BEGIN Given records

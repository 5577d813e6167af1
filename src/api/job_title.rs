use serde::{Deserialize, Serialize};

pub use crate::db::job_title::Id;

#[derive(Clone, Debug, Deserialize, Eq, PartialEq, Serialize)]
pub struct JobTitle {
    pub id: Id,
    pub name: String,
}
//! Workbook builders shared by the integration tests.
//!
//! Rows are given as text: an empty string leaves the cell out, text that
//! parses as a number becomes a numeric cell, anything else a string cell.

#![allow(dead_code)]

use std::io::{Cursor, Write};
use zip::write::SimpleFileOptions;

fn column_letters(mut col: usize) -> String {
    let mut name = String::new();
    loop {
        name.insert(0, (b'A' + (col % 26) as u8) as char);
        if col < 26 {
            break;
        }
        col = col / 26 - 1;
    }
    name
}

fn escape_xml(s: &str) -> String {
    s.replace('&', "&amp;")
        .replace('<', "&lt;")
        .replace('>', "&gt;")
}

/// Build an .xlsx workbook whose first sheet holds `rows`. Extra sheet
/// names are listed after it with empty content.
pub fn xlsx(sheet_names: &[&str], rows: &[&[&str]]) -> Vec<u8> {
    let mut sheet_entries = String::new();
    let mut sheet_rels = String::new();
    for (i, name) in sheet_names.iter().enumerate() {
        sheet_entries.push_str(&format!(
            r#"<sheet name="{}" sheetId="{}" r:id="rId{}"/>"#,
            escape_xml(name),
            i + 1,
            i + 1
        ));
        sheet_rels.push_str(&format!(
            r#"<Relationship Id="rId{}" Type="http://schemas.openxmlformats.org/officeDocument/2006/relationships/worksheet" Target="worksheets/sheet{}.xml"/>"#,
            i + 1,
            i + 1
        ));
    }

    let workbook = format!(
        r#"<?xml version="1.0" encoding="UTF-8" standalone="yes"?>
<workbook xmlns="http://schemas.openxmlformats.org/spreadsheetml/2006/main" xmlns:r="http://schemas.openxmlformats.org/officeDocument/2006/relationships"><sheets>{}</sheets></workbook>"#,
        sheet_entries
    );
    let workbook_rels = format!(
        r#"<?xml version="1.0" encoding="UTF-8" standalone="yes"?>
<Relationships xmlns="http://schemas.openxmlformats.org/package/2006/relationships">{}</Relationships>"#,
        sheet_rels
    );

    let mut sheet_data = String::new();
    for (r, row) in rows.iter().enumerate() {
        sheet_data.push_str(&format!(r#"<row r="{}">"#, r + 1));
        for (c, text) in row.iter().enumerate() {
            if text.is_empty() {
                continue;
            }
            let reference = format!("{}{}", column_letters(c), r + 1);
            if text.parse::<f64>().is_ok() {
                sheet_data.push_str(&format!(r#"<c r="{}"><v>{}</v></c>"#, reference, text));
            } else {
                sheet_data.push_str(&format!(
                    r#"<c r="{}" t="inlineStr"><is><t>{}</t></is></c>"#,
                    reference,
                    escape_xml(text)
                ));
            }
        }
        sheet_data.push_str("</row>");
    }
    let first_sheet = format!(
        r#"<?xml version="1.0" encoding="UTF-8" standalone="yes"?>
<worksheet xmlns="http://schemas.openxmlformats.org/spreadsheetml/2006/main"><sheetData>{}</sheetData></worksheet>"#,
        sheet_data
    );

    let mut buffer = Vec::new();
    {
        let mut zip = zip::ZipWriter::new(Cursor::new(&mut buffer));
        let options = SimpleFileOptions::default();
        let mut put = |name: &str, content: &str| {
            zip.start_file(name, options).unwrap();
            zip.write_all(content.as_bytes()).unwrap();
        };

        put(
            "[Content_Types].xml",
            r#"<?xml version="1.0" encoding="UTF-8" standalone="yes"?>
<Types xmlns="http://schemas.openxmlformats.org/package/2006/content-types"><Override PartName="/xl/workbook.xml" ContentType="application/vnd.openxmlformats-officedocument.spreadsheetml.sheet.main+xml"/></Types>"#,
        );
        put(
            "_rels/.rels",
            r#"<?xml version="1.0" encoding="UTF-8" standalone="yes"?>
<Relationships xmlns="http://schemas.openxmlformats.org/package/2006/relationships"><Relationship Id="rId1" Type="http://schemas.openxmlformats.org/officeDocument/2006/relationships/officeDocument" Target="xl/workbook.xml"/></Relationships>"#,
        );
        put("xl/workbook.xml", &workbook);
        put("xl/_rels/workbook.xml.rels", &workbook_rels);
        put("xl/worksheets/sheet1.xml", &first_sheet);
        for i in 1..sheet_names.len() {
            put(
                &format!("xl/worksheets/sheet{}.xml", i + 1),
                "<worksheet><sheetData/></worksheet>",
            );
        }
        zip.finish().unwrap();
    }
    buffer
}

fn record(record_type: u16, body: &[u8]) -> Vec<u8> {
    let mut out = Vec::new();
    out.extend_from_slice(&record_type.to_le_bytes());
    out.extend_from_slice(&(body.len() as u16).to_le_bytes());
    out.extend_from_slice(body);
    out
}

fn bof(substream: u16) -> Vec<u8> {
    let mut body = vec![0u8; 16];
    body[0..2].copy_from_slice(&0x0600u16.to_le_bytes());
    body[2..4].copy_from_slice(&substream.to_le_bytes());
    record(0x0809, &body)
}

/// Build an .xls (BIFF8) workbook with a single worksheet holding `rows`.
pub fn xls(sheet_name: &str, rows: &[&[&str]]) -> Vec<u8> {
    let mut sheet = bof(0x0010);
    for (r, row) in rows.iter().enumerate() {
        for (c, text) in row.iter().enumerate() {
            if text.is_empty() {
                continue;
            }
            let mut body = Vec::new();
            body.extend_from_slice(&(r as u16).to_le_bytes());
            body.extend_from_slice(&(c as u16).to_le_bytes());
            body.extend_from_slice(&0u16.to_le_bytes());
            match text.parse::<f64>() {
                Ok(value) => {
                    body.extend_from_slice(&value.to_le_bytes());
                    sheet.extend(record(0x0203, &body));
                }
                Err(_) => {
                    body.extend_from_slice(&(text.len() as u16).to_le_bytes());
                    body.push(0);
                    body.extend_from_slice(text.as_bytes());
                    sheet.extend(record(0x0204, &body));
                }
            }
        }
    }
    sheet.extend(record(0x000A, &[]));

    let boundsheet = |offset: u32| {
        let mut body = offset.to_le_bytes().to_vec();
        body.extend_from_slice(&[0, 0, sheet_name.len() as u8, 0]);
        body.extend_from_slice(sheet_name.as_bytes());
        record(0x0085, &body)
    };
    let globals_len = (bof(0x0005).len() + boundsheet(0).len() + 4) as u32;

    let mut stream = bof(0x0005);
    stream.extend(boundsheet(globals_len));
    stream.extend(record(0x000A, &[]));
    stream.extend(sheet);

    let mut comp = cfb::CompoundFile::create(Cursor::new(Vec::new())).unwrap();
    {
        let mut s = comp.create_stream("/Workbook").unwrap();
        s.write_all(&stream).unwrap();
        s.flush().unwrap();
    }
    comp.flush().unwrap();
    comp.into_inner().into_inner()
}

END Given records

Please reproduce each entry above exactly as it reads.

▶ Solution for this exercise:
repository 5577d813e6167af1
filename src/api/job_title.rs
use serde::{Deserialize, Serialize};

pub use crate::db::job_title::Id;

#[derive(Clone, Debug, Deserialize, Eq, PartialEq, Serialize)]
pub struct JobTitle {
    pub id: Id,
    pub name: String,
}
//! Workbook builders shared by the integration tests.
//!
//! Rows are given as text: an empty string leaves the cell out, text that
//! parses as a number becomes a numeric cell, anything else a string cell.

#![allow(dead_code)]

use std::io::{Cursor, Write};
use zip::write::SimpleFileOptions;

fn column_letters(mut col: usize) -> String {
    let mut name = String::new();
    loop {
        name.insert(0, (b'A' + (col % 26) as u8) as char);
        if col < 26 {
            break;
        }
        col = col / 26 - 1;
    }
    name
}

fn escape_xml(s: &str) -> String {
    s.replace('&', "&amp;")
        .replace('<', "&lt;")
        .replace('>', "&gt;")
}

/// Build an .xlsx workbook whose first sheet holds `rows`. Extra sheet
/// names are listed after it with empty content.
pub fn xlsx(sheet_names: &[&str], rows: &[&[&str]]) -> Vec<u8> {
    let mut sheet_entries = String::new();
    let mut sheet_rels = String::new();
    for (i, name) in sheet_names.iter().enumerate() {
        sheet_entries.push_str(&format!(
            r#"<sheet name="{}" sheetId="{}" r:id="rId{}"/>"#,
            escape_xml(name),
            i + 1,
            i + 1
        ));
        sheet_rels.push_str(&format!(
            r#"<Relationship Id="rId{}" Type="http://schemas.openxmlformats.org/officeDocument/2006/relationships/worksheet" Target="worksheets/sheet{}.xml"/>"#,
            i + 1,
            i + 1
        ));
    }

    let workbook = format!(
        r#"<?xml version="1.0" encoding="UTF-8" standalone="yes"?>
<workbook xmlns="http://schemas.openxmlformats.org/spreadsheetml/2006/main" xmlns:r="http://schemas.openxmlformats.org/officeDocument/2006/relationships"><sheets>{}</sheets></workbook>"#,
        sheet_entries
    );
    let workbook_rels = format!(
        r#"<?xml version="1.0" encoding="UTF-8" standalone="yes"?>
<Relationships xmlns="http://schemas.openxmlformats.org/package/2006/relationships">{}</Relationships>"#,
        sheet_rels
    );

    let mut sheet_data = String::new();
    for (r, row) in rows.iter().enumerate() {
        sheet_data.push_str(&format!(r#"<row r="{}">"#, r + 1));
        for (c, text) in row.iter().enumerate() {
            if text.is_empty() {
                continue;
            }
            let reference = format!("{}{}", column_letters(c), r + 1);
            if text.parse::<f64>().is_ok() {
                sheet_data.push_str(&format!(r#"<c r="{}"><v>{}</v></c>"#, reference, text));
            } else {
                sheet_data.push_str(&format!(
                    r#"<c r="{}" t="inlineStr"><is><t>{}</t></is></c>"#,
                    reference,
                    escape_xml(text)
                ));
            }
        }
        sheet_data.push_str("</row>");
    }
    let first_sheet = format!(
        r#"<?xml version="1.0" encoding="UTF-8" standalone="yes"?>
<worksheet xmlns="http://schemas.openxmlformats.org/spreadsheetml/2006/main"><sheetData>{}</sheetData></worksheet>"#,
        sheet_data
    );

    let mut buffer = Vec::new();
    {
        let mut zip = zip::ZipWriter::new(Cursor::new(&mut buffer));
        let options = SimpleFileOptions::default();
        let mut put = |name: &str, content: &str| {
            zip.start_file(name, options).unwrap();
            zip.write_all(content.as_bytes()).unwrap();
        };

        put(
            "[Content_Types].xml",
            r#"<?xml version="1.0" encoding="UTF-8" standalone="yes"?>
<Types xmlns="http://schemas.openxmlformats.org/package/2006/content-types"><Override PartName="/xl/workbook.xml" ContentType="application/vnd.openxmlformats-officedocument.spreadsheetml.sheet.main+xml"/></Types>"#,
        );
        put(
            "_rels/.rels",
            r#"<?xml version="1.0" encoding="UTF-8" standalone="yes"?>
<Relationships xmlns="http://schemas.openxmlformats.org/package/2006/relationships"><Relationship Id="rId1" Type="http://schemas.openxmlformats.org/officeDocument/2006/relationships/officeDocument" Target="xl/workbook.xml"/></Relationships>"#,
        );
        put("xl/workbook.xml", &workbook);
        put("xl/_rels/workbook.xml.rels", &workbook_rels);
        put("xl/worksheets/sheet1.xml", &first_sheet);
        for i in 1..sheet_names.len() {
            put(
                &format!("xl/worksheets/sheet{}.xml", i + 1),
                "<worksheet><sheetData/></worksheet>",
            );
        }
        zip.finish().unwrap();
    }
    buffer
}

fn record(record_type: u16, body: &[u8]) -> Vec<u8> {
    let mut out = Vec::new();
    out.extend_from_slice(&record_type.to_le_bytes());
    out.extend_from_slice(&(body.len() as u16).to_le_bytes());
    out.extend_from_slice(body);
    out
}

fn bof(substream: u16) -> Vec<u8> {
    let mut body = vec![0u8; 16];
    body[0..2].copy_from_slice(&0x0600u16.to_le_bytes());
    body[2..4].copy_from_slice(&substream.to_le_bytes());
    record(0x0809, &body)
}

/// Build an .xls (BIFF8) workbook with a single worksheet holding `rows`.
pub fn xls(sheet_name: &str, rows: &[&[&str]]) -> Vec<u8> {
    let mut sheet = bof(0x0010);
    for (r, row) in rows.iter().enumerate() {
        for (c, text) in row.iter().enumerate() {
            if text.is_empty() {
                continue;
            }
            let mut body = Vec::new();
            body.extend_from_slice(&(r as u16).to_le_bytes());
            body.extend_from_slice(&(c as u16).to_le_bytes());
            body.extend_from_slice(&0u16.to_le_bytes());
            match text.parse::<f64>() {
                Ok(value) => {
                    body.extend_from_slice(&value.to_le_bytes());
                    sheet.extend(record(0x0203, &body));
                }
                Err(_) => {
                    body.extend_from_slice(&(text.len() as u16).to_le_bytes());
                    body.push(0);
                    body.extend_from_slice(text.as_bytes());
                    sheet.extend(record(0x0204, &body));
                }
            }
        }
    }
    sheet.extend(record(0x000A, &[]));

    let boundsheet = |offset: u32| {
        let mut body = offset.to_le_bytes().to_vec();
        body.extend_from_slice(&[0, 0, sheet_name.len() as u8, 0]);
        body.extend_from_slice(sheet_name.as_bytes());
        record(0x0085, &body)
    };
    let globals_len = (bof(0x0005).len() + boundsheet(0).len() + 4) as u32;

    let mut stream = bof(0x0005);
    stream.extend(boundsheet(globals_len));
    stream.extend(record(0x000A, &[]));
    stream.extend(sheet);

    let mut comp = cfb::CompoundFile::create(Cursor::new(Vec::new())).unwrap();
    {
        let mut s = comp.create_stream("/Workbook").unwrap();
        s.write_all(&stream).unwrap();
        s.flush().unwrap();
    }
    comp.flush().unwrap();
    comp.into_inner().into_inner()
}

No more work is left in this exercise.